Tar...dun...ni (Cuneiform: , tar...dun...ni, or Tar…ni, …birini, …irpirin) son of Ikki (also reads Ikkibshakhmat, or Ikkipshakhmat; ), was a king, prince, ruler, or high-ranking official of the Zagros mountains area. Although "Tardunni" is the way his name has been traditionally deciphered, he may have been called differently: it has been proposed that he was rather called Lisir Pirini, son of Ikkid Samad.

He is mainly known from a rock relief discovered in the valley of the Diyala river, in the Belula Pass, near the Lake of Darbandikhan, on the Horen Shekhan mountain (Kurdish: هۆرێن و شێخان; Arabic هورين- شيخان), in the extreme northeast of Iraq, near the border with Iran.

Very little is known about Tardunni. He was probably a ruler of the Lullubi mountain tribe. Some of their reliefs are known around 55 kilometers away, such as the Anubanini rock relief, which are very similar to the relief of Tardunni. Another opinion suggests that he was a Gutian.
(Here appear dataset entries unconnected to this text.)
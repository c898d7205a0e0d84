//! Referral program configuration

use chrono::{DateTime, Utc};
use serde::{Deserialize, Serialize};

/// Referral program rules
#[derive(Debug, Clone, Serialize, Deserialize)]
pub struct ReferralConfig {
    #[serde(default = "default_active")]
    pub active: bool,

    /// Base reward for the referrer, before their tier multiplier
    #[serde(default = "default_referrer_reward")]
    pub referrer_reward: i64,

    #[serde(default = "default_referee_reward")]
    pub referee_reward: i64,

    /// Credited referrals per referrer per UTC day
    #[serde(default = "default_max_per_day")]
    pub max_per_day: u32,

    /// Credited referrals per referrer, ever
    #[serde(default = "default_max_total")]
    pub max_total: u32,

    /// Start of the validity window (RFC 3339)
    #[serde(default, skip_serializing_if = "Option::is_none")]
    pub valid_from: Option<DateTime<Utc>>,

    /// End of the validity window, exclusive (RFC 3339)
    #[serde(default, skip_serializing_if = "Option::is_none")]
    pub valid_until: Option<DateTime<Utc>>,
}

fn default_active() -> bool {
    true
}

fn default_referrer_reward() -> i64 {
    500
}

fn default_referee_reward() -> i64 {
    250
}

fn default_max_per_day() -> u32 {
    5
}

fn default_max_total() -> u32 {
    50
}

impl Default for ReferralConfig {
    fn default() -> Self {
        Self {
            active: default_active(),
            referrer_reward: default_referrer_reward(),
            referee_reward: default_referee_reward(),
            max_per_day: default_max_per_day(),
            max_total: default_max_total(),
            valid_from: None,
            valid_until: None,
        }
    }
}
In his relief, he is seen wearing weapons and trampling enemies. On the side, the relief has an inscription in Akkadian, invoking the protection of the deities Shamash and Adad:

"Tar...dunni, prefect (?), son of Sin (?)-Ipshah, all this image was replaced. As it was falling apart, he restored it. Anybody who destroys this image, his race, his name will be eradicated by Shamash and Adad!"
— Inscription of Tardunni.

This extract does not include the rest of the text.